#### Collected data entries
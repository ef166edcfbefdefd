//! Test utilities: mock implementations of all core traits.
//!
//! Handwritten mocks for dependency injection in unit tests.
//! All mocks use `Arc<Mutex<_>>` for interior mutability, allowing
//! test assertions on recorded calls.

use std::collections::{BTreeMap, HashMap, HashSet};
use std::sync::{Arc, Mutex};

use chrono::Utc;

use crate::error::AppError;
use crate::models::{Candidate, Listing};
use crate::traits::{Fetcher, ListingRun, ListingStore, Notifier};

// ---------------------------------------------------------------------------
// MockFetcher
// ---------------------------------------------------------------------------

/// Mock fetcher serving pages keyed by URL.
///
/// Unknown URLs answer with an HTTP 404 error. Scripted errors fire once.
#[derive(Clone, Default)]
pub struct MockFetcher {
    pages: Arc<Mutex<HashMap<String, String>>>,
    errors: Arc<Mutex<HashMap<String, AppError>>>,
    requested: Arc<Mutex<Vec<String>>>,
}

impl MockFetcher {
    pub fn new() -> Self {
        Self::default()
    }

    pub fn page(self, url: &str, html: &str) -> Self {
        self.pages
            .lock()
            .unwrap()
            .insert(url.to_string(), html.to_string());
        self
    }

    pub fn error(self, url: &str, error: AppError) -> Self {
        self.errors.lock().unwrap().insert(url.to_string(), error);
        self
    }

    /// URLs fetched so far, in order.
    pub fn requested(&self) -> Vec<String> {
        self.requested.lock().unwrap().clone()
    }
}

impl Fetcher for MockFetcher {
    async fn fetch(&self, url: &str) -> Result<String, AppError> {
        self.requested.lock().unwrap().push(url.to_string());

        if let Some(e) = self.errors.lock().unwrap().remove(url) {
            return Err(e);
        }
        self.pages
            .lock()
            .unwrap()
            .get(url)
            .cloned()
            .ok_or_else(|| AppError::HttpError(format!("HTTP 404 for {url}")))
    }
}

// ---------------------------------------------------------------------------
// MockNotifier
// ---------------------------------------------------------------------------

/// Mock notifier that records every message it is asked to deliver.
#[derive(Clone, Default)]
pub struct MockNotifier {
    pub messages: Arc<Mutex<Vec<String>>>,
    fail: bool,
}

impl MockNotifier {
    pub fn new() -> Self {
        Self::default()
    }

    /// Records messages but reports every delivery as failed.
    pub fn failing() -> Self {
        Self {
            messages: Arc::new(Mutex::new(Vec::new())),
            fail: true,
        }
    }

    pub fn sent(&self) -> Vec<String> {
        self.messages.lock().unwrap().clone()
    }
}

impl Notifier for MockNotifier {
    async fn notify(&self, message: &str) -> Result<(), AppError> {
        self.messages.lock().unwrap().push(message.to_string());
        if self.fail {
            return Err(AppError::NotificationError("HTTP 500 from messenger".into()));
        }
        Ok(())
    }
}

// ---------------------------------------------------------------------------
// MockStore
// ---------------------------------------------------------------------------

#[derive(Default)]
struct StoreState {
    /// Rows keyed by external id.
    rows: BTreeMap<i64, Listing>,
    next_id: i64,
    fail_begin: bool,
    fail_fence: bool,
    fail_commit: bool,
    fail_insert: HashSet<i64>,
    fail_update: HashSet<i64>,
    /// External ids that lookups pretend not to see.
    hidden: HashSet<i64>,
    commits: usize,
    rollbacks: usize,
}

/// In-memory catalog. Each run works on a snapshot that replaces the
/// catalog on commit and is discarded on rollback.
#[derive(Clone)]
pub struct MockStore {
    state: Arc<Mutex<StoreState>>,
}

impl MockStore {
    pub fn empty() -> Self {
        Self {
            state: Arc::new(Mutex::new(StoreState {
                next_id: 1,
                ..StoreState::default()
            })),
        }
    }

    /// Catalog pre-filled with active (not removed) listings.
    pub fn with_listings(candidates: Vec<Candidate>) -> Self {
        let store = Self::empty();
        {
            let mut state = store.state.lock().unwrap();
            for c in candidates {
                let id = state.next_id;
                state.next_id += 1;
                state.rows.insert(c.external_id, listing_from(id, &c));
            }
        }
        store
    }

    pub fn failing_begin(self) -> Self {
        self.state.lock().unwrap().fail_begin = true;
        self
    }

    pub fn failing_fence(self) -> Self {
        self.state.lock().unwrap().fail_fence = true;
        self
    }

    pub fn failing_commit(self) -> Self {
        self.state.lock().unwrap().fail_commit = true;
        self
    }

    pub fn failing_insert(self, external_id: i64) -> Self {
        self.state.lock().unwrap().fail_insert.insert(external_id);
        self
    }

    pub fn failing_update(self, external_id: i64) -> Self {
        self.state.lock().unwrap().fail_update.insert(external_id);
        self
    }

    pub fn hiding_on_lookup(self, external_id: i64) -> Self {
        self.state.lock().unwrap().hidden.insert(external_id);
        self
    }

    pub fn get(&self, external_id: i64) -> Option<Listing> {
        self.state.lock().unwrap().rows.get(&external_id).cloned()
    }

    /// All rows ordered by external id.
    pub fn all(&self) -> Vec<Listing> {
        self.state.lock().unwrap().rows.values().cloned().collect()
    }

    pub fn len(&self) -> usize {
        self.state.lock().unwrap().rows.len()
    }

    pub fn is_empty(&self) -> bool {
        self.len() == 0
    }

    pub fn commits(&self) -> usize {
        self.state.lock().unwrap().commits
    }

    pub fn rollbacks(&self) -> usize {
        self.state.lock().unwrap().rollbacks
    }
}

impl ListingStore for MockStore {
    type Run = MockRun;

    async fn begin_run(&self) -> Result<MockRun, AppError> {
        let state = self.state.lock().unwrap();
        if state.fail_begin {
            return Err(AppError::DatabaseError("connection refused".into()));
        }
        Ok(MockRun {
            state: Arc::clone(&self.state),
            rows: state.rows.clone(),
            next_id: state.next_id,
        })
    }
}

/// Snapshot session handed out by [`MockStore`].
pub struct MockRun {
    state: Arc<Mutex<StoreState>>,
    rows: BTreeMap<i64, Listing>,
    next_id: i64,
}

impl ListingRun for MockRun {
    async fn mark_all_removed(&mut self) -> Result<u64, AppError> {
        if self.state.lock().unwrap().fail_fence {
            return Err(AppError::DatabaseError("lock timeout".into()));
        }
        for row in self.rows.values_mut() {
            row.removed = true;
        }
        Ok(self.rows.len() as u64)
    }

    async fn find_by_external_id(&mut self, external_id: i64) -> Result<Option<Listing>, AppError> {
        if self.state.lock().unwrap().hidden.contains(&external_id) {
            return Ok(None);
        }
        Ok(self.rows.get(&external_id).cloned())
    }

    async fn insert(&mut self, candidate: &Candidate) -> Result<i64, AppError> {
        if self
            .state
            .lock()
            .unwrap()
            .fail_insert
            .contains(&candidate.external_id)
        {
            return Err(AppError::DatabaseError("value too long".into()));
        }
        if self.rows.contains_key(&candidate.external_id) {
            return Err(AppError::ConstraintViolation(format!(
                "external_id {} already exists",
                candidate.external_id
            )));
        }
        let id = self.next_id;
        self.next_id += 1;
        self.rows
            .insert(candidate.external_id, listing_from(id, candidate));
        Ok(id)
    }

    async fn update(&mut self, candidate: &Candidate, removed: bool) -> Result<i64, AppError> {
        if self
            .state
            .lock()
            .unwrap()
            .fail_update
            .contains(&candidate.external_id)
        {
            return Err(AppError::DatabaseError("deadlock detected".into()));
        }
        let row = self.rows.get_mut(&candidate.external_id).ok_or_else(|| {
            AppError::NotFound(format!("listing {}", candidate.external_id))
        })?;

        row.title = candidate.title.clone();
        row.price = candidate.price;
        row.volume = candidate.volume;
        row.length = candidate.length;
        row.weight = candidate.weight;
        row.description = candidate.description.clone();
        row.link = candidate.link.clone();
        row.removed = removed;
        row.last_seen_at = Utc::now();
        Ok(row.id)
    }

    async fn count_removed(&mut self) -> Result<u64, AppError> {
        Ok(self.rows.values().filter(|r| r.removed).count() as u64)
    }

    async fn commit(self) -> Result<(), AppError> {
        let mut state = self.state.lock().unwrap();
        if state.fail_commit {
            return Err(AppError::DatabaseError("connection reset".into()));
        }
        state.rows = self.rows;
        state.next_id = self.next_id;
        state.commits += 1;
        Ok(())
    }

    async fn rollback(self) -> Result<(), AppError> {
        self.state.lock().unwrap().rollbacks += 1;
        Ok(())
    }
}

fn listing_from(id: i64, c: &Candidate) -> Listing {
    let now = Utc::now();
    Listing {
        id,
        external_id: c.external_id,
        title: c.title.clone(),
        price: c.price,
        volume: c.volume,
        length: c.length,
        weight: c.weight,
        description: c.description.clone(),
        link: c.link.clone(),
        removed: false,
        first_seen_at: now,
        last_seen_at: now,
    }
}

// ---------------------------------------------------------------------------
// Test helpers
// ---------------------------------------------------------------------------

/// Create a minimal candidate for testing.
pub fn candidate(external_id: i64, title: &str) -> Candidate {
    Candidate {
        external_id,
        title: title.to_string(),
        price: None,
        volume: None,
        length: None,
        weight: None,
        description: String::new(),
        link: format!("https://www.slosurf.com/ads/board-{external_id}/"),
    }
}

/// One listing fragment in the source site's markup.
pub fn listing_html(external_id: i64, title: &str, price: &str) -> String {
    format!(
        r#"<article data-id="{external_id}">
  <h2 class="h4 entry-title"><a href="https://www.slosurf.com/ads/board-{external_id}/" title="{title}">{title}</a></h2>
  <div class="price-wrap"><span class="tag-head"><span class="post-price">{price}</span></span></div>
  <div class="entry-content subheader"></div>
</article>"#
    )
}

/// An index page holding the given fragments and an optional next-page link.
pub fn index_page(listings: &[String], next: Option<&str>) -> String {
    let next = next
        .map(|href| format!(r#"<a class="next page-numbers" href="{href}">Next</a>"#))
        .unwrap_or_default();
    format!(
        "<html><body><main>{}</main><nav>{next}</nav></body></html>",
        listings.join("\n")
    )
}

#### Your task
Return the count of lines in the entries above that include the word "HashMap", without any added text.

#### Answer box
3